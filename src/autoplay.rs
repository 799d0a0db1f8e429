//! Automatic play for whole sessions, used by the CLI to exercise the engine.

use clap::ValueEnum;
use log::debug;

use crate::config::Config;
use crate::error::EngineError;
use crate::events::StatsObserver;
use crate::game::{GameController, Phase};
use crate::probability::DEALER_STANDS_ON;
use crate::random::RandomSource;
use crate::stats::{RoundOutcome, SessionStatistics};
use crate::strategy::Action;

/// How the automatic player picks between hit and stand.
#[derive(Debug, Clone, Copy, PartialEq, Eq, ValueEnum)]
pub enum Policy {
    /// Follow the basic strategy advisor.
    Basic,
    /// Mimic the dealer: hit below 17.
    Dealer,
    /// Coin flip.
    Random,
}

impl Policy {
    pub fn choose<R: RandomSource, S: RandomSource>(
        &self,
        game: &GameController<R>,
        rng: &mut S,
    ) -> Result<Action, EngineError> {
        match self {
            Policy::Basic => game.advice(),
            Policy::Dealer => Ok(if game.player_value().total < DEALER_STANDS_ON {
                Action::Hit
            } else {
                Action::Stand
            }),
            Policy::Random => Ok(if rng.index(2) == 0 {
                Action::Hit
            } else {
                Action::Stand
            }),
        }
    }
}

/// Plays the current round from the deal to the dealer's last card.
pub fn play_round<R: RandomSource, S: RandomSource>(
    game: &mut GameController<R>,
    policy: Policy,
    rng: &mut S,
) -> Result<RoundOutcome, EngineError> {
    if let Some(outcome) = game.deal()? {
        return Ok(outcome);
    }

    while game.phase() == Phase::Playing {
        match policy.choose(game, rng)? {
            Action::Hit => match game.hit() {
                Ok(Some(outcome)) => return Ok(outcome),
                Ok(None) => {}
                // Nothing left to draw, stop asking for cards
                Err(EngineError::DeckExhausted) => game.stand()?,
                Err(e) => return Err(e),
            },
            Action::Stand => game.stand()?,
        }
    }

    game.play_dealer()
}

/// End-of-session figures for one automatically played session.
#[derive(Debug, Clone)]
pub struct SessionSummary {
    pub rounds: usize,
    pub coins: i64,
    pub stats: SessionStatistics,
}

/// Plays `rounds` rounds in a fresh session.
pub fn run_session(
    config: Config,
    rounds: usize,
    policy: Policy,
    observers: Vec<Box<dyn StatsObserver>>,
) -> Result<SessionSummary, EngineError> {
    let mut rng = config.rng();
    let mut policy_rng = rng.fork();
    let mut game = GameController::with_rng(config, rng);
    for observer in observers {
        game.register_observer(observer);
    }

    for round in 0..rounds {
        if round > 0 {
            game.start_round()?;
        }
        let outcome = play_round(&mut game, policy, &mut policy_rng)?;
        debug!("Round {} finished: {:?}", round + 1, outcome);
    }

    Ok(SessionSummary {
        rounds,
        coins: game.coins(),
        stats: game.stats().clone(),
    })
}
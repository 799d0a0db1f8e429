//! Blackjack Coach
//! Live odds, basic strategy grading and session statistics for single-deck Blackjack.
//!
//! The engine is a set of pure functions over card slices
//! ([`hand_value`], [`bust_probability`], [`WinEstimator`], [`optimal_action`])
//! plus the session-scoped [`SessionStatistics`]. [`GameController`] drives a
//! round and fans statistics out to registered [`StatsObserver`]s.

pub mod autoplay;
pub mod config;
pub mod deck;
pub mod error;
pub mod events;
pub mod game;
pub mod probability;
pub mod random;
pub mod stats;
pub mod strategy;

pub use config::Config;
pub use deck::{hand_value, Card, Deck, HandValue, Rank, Suit};
pub use error::EngineError;
pub use events::{StatsEvent, StatsObserver};
pub use game::{GameController, Phase};
pub use probability::{bust_probability, win_probability, WinEstimator};
pub use random::RandomSource;
pub use stats::{RoundOutcome, SessionStatistics};
pub use strategy::{optimal_action, Action};
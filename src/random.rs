//! Injectable randomness for shuffling and simulation.

/// A source of uniform random indices.
///
/// Everything in the crate that shuffles takes a `RandomSource` so callers
/// can swap the process RNG for a seeded or scripted one.
pub trait RandomSource {
    /// Returns an index uniformly distributed in `0..bound`. `bound` is never 0.
    fn index(&mut self, bound: usize) -> usize;

    /// Fisher-Yates shuffle driven by [`RandomSource::index`].
    fn shuffle<T>(&mut self, items: &mut [T])
    where
        Self: Sized,
    {
        for i in (1..items.len()).rev() {
            let j = self.index(i + 1);
            items.swap(i, j);
        }
    }
}

impl RandomSource for fastrand::Rng {
    #[inline]
    fn index(&mut self, bound: usize) -> usize {
        self.usize(..bound)
    }

    #[inline]
    fn shuffle<T>(&mut self, items: &mut [T]) {
        fastrand::Rng::shuffle(self, items);
    }
}

/// Replays a fixed list of indices, wrapping around when exhausted.
///
/// Values are reduced modulo the requested bound.
#[derive(Debug, Clone)]
pub struct ScriptedSource {
    values: Vec<usize>,
    pos: usize,
}

impl ScriptedSource {
    pub fn new(values: Vec<usize>) -> Self {
        ScriptedSource { values, pos: 0 }
    }
}

impl RandomSource for ScriptedSource {
    fn index(&mut self, bound: usize) -> usize {
        if self.values.is_empty() {
            return bound - 1;
        }
        let v = self.values[self.pos % self.values.len()];
        self.pos += 1;
        v % bound
    }
}

/// Always picks the last index, leaving shuffled slices untouched.
#[derive(Debug, Clone, Copy, Default)]
pub struct IdentitySource;

impl RandomSource for IdentitySource {
    #[inline]
    fn index(&mut self, bound: usize) -> usize {
        bound - 1
    }
}

#[cfg(test)]
mod tests {
    use super::*;

    #[test]
    fn identity_shuffle_keeps_order() {
        let mut items = [1, 2, 3, 4, 5];
        IdentitySource.shuffle(&mut items);
        assert_eq!(items, [1, 2, 3, 4, 5]);
    }

    #[test]
    fn scripted_shuffle_is_deterministic() {
        // i=3 -> swap(3, 0), i=2 -> swap(2, 0), i=1 -> swap(1, 0)
        let mut items = ['a', 'b', 'c', 'd'];
        ScriptedSource::new(vec![0]).shuffle(&mut items);
        assert_eq!(items, ['b', 'c', 'd', 'a']);
    }

    #[test]
    fn rng_shuffle_matches_fastrand() {
        let mut a: Vec<u8> = (0..20).collect();
        let mut b = a.clone();
        RandomSource::shuffle(&mut fastrand::Rng::with_seed(7), &mut a);
        fastrand::Rng::with_seed(7).shuffle(&mut b);
        assert_eq!(a, b);
    }

    #[test]
    fn seeded_rng_repeats() {
        let mut a: Vec<u8> = (0..20).collect();
        let mut b = a.clone();
        RandomSource::shuffle(&mut fastrand::Rng::with_seed(42), &mut a);
        RandomSource::shuffle(&mut fastrand::Rng::with_seed(42), &mut b);
        assert_eq!(a, b);
        assert_ne!(a, (0..20).collect::<Vec<u8>>());
    }
}
//! Card and deck model for single-deck Blackjack.
//! Hands are plain card slices, valued on demand.

use std::fmt;

use crate::random::RandomSource;

/// Card rank, ordered as printed on a deck.
#[derive(Debug, Clone, Copy, PartialEq, Eq, PartialOrd, Ord, Hash)]
pub enum Rank {
    Ace,
    Two,
    Three,
    Four,
    Five,
    Six,
    Seven,
    Eight,
    Nine,
    Ten,
    Jack,
    Queen,
    King,
}

impl Rank {
    pub const ALL: [Rank; 13] = [
        Rank::Ace,
        Rank::Two,
        Rank::Three,
        Rank::Four,
        Rank::Five,
        Rank::Six,
        Rank::Seven,
        Rank::Eight,
        Rank::Nine,
        Rank::Ten,
        Rank::Jack,
        Rank::Queen,
        Rank::King,
    ];

    /// Blackjack weight: faces count 10, an Ace counts 11.
    #[inline]
    pub fn weight(self) -> u8 {
        match self {
            Rank::Ace => 11,
            Rank::Two => 2,
            Rank::Three => 3,
            Rank::Four => 4,
            Rank::Five => 5,
            Rank::Six => 6,
            Rank::Seven => 7,
            Rank::Eight => 8,
            Rank::Nine => 9,
            Rank::Ten | Rank::Jack | Rank::Queen | Rank::King => 10,
        }
    }

    pub fn symbol(self) -> &'static str {
        match self {
            Rank::Ace => "A",
            Rank::Two => "2",
            Rank::Three => "3",
            Rank::Four => "4",
            Rank::Five => "5",
            Rank::Six => "6",
            Rank::Seven => "7",
            Rank::Eight => "8",
            Rank::Nine => "9",
            Rank::Ten => "10",
            Rank::Jack => "J",
            Rank::Queen => "Q",
            Rank::King => "K",
        }
    }
}

/// Card suit. Cosmetic only, never affects valuation.
#[derive(Debug, Clone, Copy, PartialEq, Eq, PartialOrd, Ord, Hash)]
pub enum Suit {
    Clubs,
    Diamonds,
    Hearts,
    Spades,
}

impl Suit {
    pub const ALL: [Suit; 4] = [Suit::Clubs, Suit::Diamonds, Suit::Hearts, Suit::Spades];

    pub fn symbol(self) -> char {
        match self {
            Suit::Clubs => '♣',
            Suit::Diamonds => '♦',
            Suit::Hearts => '♥',
            Suit::Spades => '♠',
        }
    }
}

/// A playing card.
#[derive(Debug, Clone, Copy, PartialEq, Eq, Hash)]
pub struct Card {
    pub rank: Rank,
    pub suit: Suit,
}

impl Card {
    pub const fn new(rank: Rank, suit: Suit) -> Self {
        Card { rank, suit }
    }

    #[inline]
    pub fn weight(&self) -> u8 {
        self.rank.weight()
    }

    #[inline]
    pub fn is_ace(&self) -> bool {
        self.rank == Rank::Ace
    }
}

impl fmt::Display for Card {
    fn fmt(&self, f: &mut fmt::Formatter<'_>) -> fmt::Result {
        write!(f, "{}{}", self.rank.symbol(), self.suit.symbol())
    }
}

/// A single 52-card deck, dealt from the top without replacement.
///
/// The top of the deck is the last element of the backing vector so that
/// dealing is a `pop`.
#[derive(Debug, Clone, PartialEq, Eq)]
pub struct Deck {
    cards: Vec<Card>,
}

impl Deck {
    pub const SIZE: usize = 52;

    /// Full deck in suit-major, rank-minor order.
    pub fn new() -> Self {
        let cards = Suit::ALL
            .iter()
            .flat_map(|&suit| Rank::ALL.iter().map(move |&rank| Card::new(rank, suit)))
            .collect();
        Deck { cards }
    }

    pub fn new_and_shuffled<R: RandomSource>(rng: &mut R) -> Self {
        let mut deck = Self::new();
        deck.shuffle(rng);
        deck
    }

    /// Builds a deck that deals `cards` in the given order, first card first.
    pub fn from_cards(cards: impl IntoIterator<Item = Card>) -> Self {
        let mut cards: Vec<Card> = cards.into_iter().collect();
        cards.reverse();
        Deck { cards }
    }

    pub fn shuffle<R: RandomSource>(&mut self, rng: &mut R) {
        rng.shuffle(&mut self.cards);
    }

    /// Deals the top card, `None` once the deck is exhausted.
    #[inline]
    pub fn deal(&mut self) -> Option<Card> {
        self.cards.pop()
    }

    pub fn remove(&mut self, card: Card) {
        self.cards.retain(|c| c != &card);
    }

    pub fn contains(&self, card: &Card) -> bool {
        self.cards.contains(card)
    }

    pub fn is_empty(&self) -> bool {
        self.cards.is_empty()
    }

    pub fn len(&self) -> usize {
        self.cards.len()
    }

    /// Remaining cards, top of the deck last.
    pub fn cards(&self) -> &[Card] {
        &self.cards
    }
}

impl Default for Deck {
    fn default() -> Self {
        Self::new()
    }
}

/// Result of hand value calculation
#[derive(Debug, Clone, Copy, PartialEq, Eq)]
pub struct HandValue {
    pub total: u8,
    pub is_soft: bool,
}

/// Calculate the value of a hand
#[inline]
pub fn hand_value(cards: &[Card]) -> HandValue {
    let mut total: u16 = cards.iter().map(|c| c.weight() as u16).sum();
    let mut aces = cards.iter().filter(|c| c.is_ace()).count();

    // Convert aces from 11 to 1 as needed to avoid bust
    while total > 21 && aces > 0 {
        total -= 10;
        aces -= 1;
    }

    HandValue {
        total: total.min(u8::MAX as u16) as u8,
        is_soft: aces > 0,
    }
}

/// Check if hand is a natural blackjack (two cards totalling 21)
#[inline]
pub fn is_blackjack(cards: &[Card]) -> bool {
    cards.len() == 2 && hand_value(cards).total == 21
}

/// Check if hand is busted (over 21)
#[inline]
pub fn is_bust(cards: &[Card]) -> bool {
    hand_value(cards).total > 21
}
::::
§ **ASSIGNMENT**
Copy down every line of the material above that includes the string "Some".

§ **RESULT OF THE TASK**
    if let Some(outcome) = game.deal()? {
                Ok(Some(outcome)) => return Ok(outcome),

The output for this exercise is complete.